◆ About this exercise ◆
If a line below includes the string "hints", copy it.

◆ Collected data ◆
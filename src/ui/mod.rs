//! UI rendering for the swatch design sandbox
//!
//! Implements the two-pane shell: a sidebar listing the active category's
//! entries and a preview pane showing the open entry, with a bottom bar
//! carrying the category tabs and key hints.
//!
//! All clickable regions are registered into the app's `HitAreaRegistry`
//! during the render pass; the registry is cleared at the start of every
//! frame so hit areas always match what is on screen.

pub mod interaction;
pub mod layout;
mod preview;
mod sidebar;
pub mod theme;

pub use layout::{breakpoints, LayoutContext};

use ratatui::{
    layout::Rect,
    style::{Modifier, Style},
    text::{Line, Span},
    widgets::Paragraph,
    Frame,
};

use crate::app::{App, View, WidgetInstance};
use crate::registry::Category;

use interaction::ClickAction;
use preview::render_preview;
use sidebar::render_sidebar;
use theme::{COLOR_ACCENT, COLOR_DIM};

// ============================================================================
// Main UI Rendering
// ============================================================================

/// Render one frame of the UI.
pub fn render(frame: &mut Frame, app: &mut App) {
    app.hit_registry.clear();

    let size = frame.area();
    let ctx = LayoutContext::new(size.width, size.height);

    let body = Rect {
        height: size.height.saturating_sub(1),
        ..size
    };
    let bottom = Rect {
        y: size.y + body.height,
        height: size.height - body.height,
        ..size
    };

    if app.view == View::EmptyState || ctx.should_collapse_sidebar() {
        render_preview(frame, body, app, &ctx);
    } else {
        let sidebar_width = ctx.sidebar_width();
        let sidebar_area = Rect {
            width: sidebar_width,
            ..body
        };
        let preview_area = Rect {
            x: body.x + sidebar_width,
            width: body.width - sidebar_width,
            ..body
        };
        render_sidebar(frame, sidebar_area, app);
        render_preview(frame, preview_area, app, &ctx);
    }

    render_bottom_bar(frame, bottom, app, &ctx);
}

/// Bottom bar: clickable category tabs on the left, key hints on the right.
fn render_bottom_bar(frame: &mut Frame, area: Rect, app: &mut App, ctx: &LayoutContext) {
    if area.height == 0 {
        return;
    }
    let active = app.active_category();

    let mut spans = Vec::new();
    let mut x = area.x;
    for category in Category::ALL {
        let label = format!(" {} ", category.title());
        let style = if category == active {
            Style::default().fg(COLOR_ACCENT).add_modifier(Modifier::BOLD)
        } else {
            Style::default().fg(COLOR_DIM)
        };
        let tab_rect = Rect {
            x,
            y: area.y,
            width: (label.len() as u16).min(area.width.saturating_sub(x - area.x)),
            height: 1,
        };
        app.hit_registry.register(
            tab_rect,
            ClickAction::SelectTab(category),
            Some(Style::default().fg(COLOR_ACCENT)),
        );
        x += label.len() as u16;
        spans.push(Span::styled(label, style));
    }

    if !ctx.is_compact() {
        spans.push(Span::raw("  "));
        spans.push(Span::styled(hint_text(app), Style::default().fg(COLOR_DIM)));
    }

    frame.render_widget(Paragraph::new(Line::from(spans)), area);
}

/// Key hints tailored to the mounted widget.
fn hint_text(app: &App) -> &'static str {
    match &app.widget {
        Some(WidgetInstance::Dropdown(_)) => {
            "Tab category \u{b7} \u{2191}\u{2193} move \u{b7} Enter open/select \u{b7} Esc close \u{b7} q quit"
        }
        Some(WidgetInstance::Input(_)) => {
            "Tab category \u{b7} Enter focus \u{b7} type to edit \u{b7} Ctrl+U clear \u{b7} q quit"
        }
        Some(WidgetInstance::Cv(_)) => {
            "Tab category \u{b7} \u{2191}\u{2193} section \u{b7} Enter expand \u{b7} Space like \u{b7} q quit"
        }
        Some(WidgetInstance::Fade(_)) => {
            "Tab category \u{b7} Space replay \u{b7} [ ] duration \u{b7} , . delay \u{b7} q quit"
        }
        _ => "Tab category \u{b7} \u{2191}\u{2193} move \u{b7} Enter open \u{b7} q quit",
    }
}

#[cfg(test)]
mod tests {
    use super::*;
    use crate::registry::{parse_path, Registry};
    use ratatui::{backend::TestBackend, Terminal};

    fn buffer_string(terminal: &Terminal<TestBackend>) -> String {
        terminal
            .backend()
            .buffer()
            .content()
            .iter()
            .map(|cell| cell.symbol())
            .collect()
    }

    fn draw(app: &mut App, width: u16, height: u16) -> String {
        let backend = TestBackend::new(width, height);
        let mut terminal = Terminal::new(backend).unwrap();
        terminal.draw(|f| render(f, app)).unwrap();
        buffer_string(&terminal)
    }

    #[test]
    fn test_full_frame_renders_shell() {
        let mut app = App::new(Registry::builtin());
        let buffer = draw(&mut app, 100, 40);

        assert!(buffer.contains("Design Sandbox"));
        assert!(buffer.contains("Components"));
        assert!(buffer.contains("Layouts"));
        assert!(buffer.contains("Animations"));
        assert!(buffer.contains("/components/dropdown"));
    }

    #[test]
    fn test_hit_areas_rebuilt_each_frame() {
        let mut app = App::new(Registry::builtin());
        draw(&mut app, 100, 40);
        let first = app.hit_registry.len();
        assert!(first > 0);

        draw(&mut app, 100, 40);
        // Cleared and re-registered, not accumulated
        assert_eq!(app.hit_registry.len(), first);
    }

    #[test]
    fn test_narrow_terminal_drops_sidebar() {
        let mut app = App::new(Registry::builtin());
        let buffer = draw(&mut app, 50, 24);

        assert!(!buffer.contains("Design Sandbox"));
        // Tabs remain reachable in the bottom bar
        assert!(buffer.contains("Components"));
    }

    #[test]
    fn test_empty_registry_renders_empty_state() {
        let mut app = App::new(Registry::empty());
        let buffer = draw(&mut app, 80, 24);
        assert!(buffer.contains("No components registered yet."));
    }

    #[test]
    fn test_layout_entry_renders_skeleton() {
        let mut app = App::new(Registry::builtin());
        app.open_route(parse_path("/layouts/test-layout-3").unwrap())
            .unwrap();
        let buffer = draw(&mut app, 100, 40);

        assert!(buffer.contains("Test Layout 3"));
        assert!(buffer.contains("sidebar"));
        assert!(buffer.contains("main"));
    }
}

◆ Written response ◆
//! carrying the category tabs and key hints.
/// Bottom bar: clickable category tabs on the left, key hints on the right.
/// Key hints tailored to the mounted widget.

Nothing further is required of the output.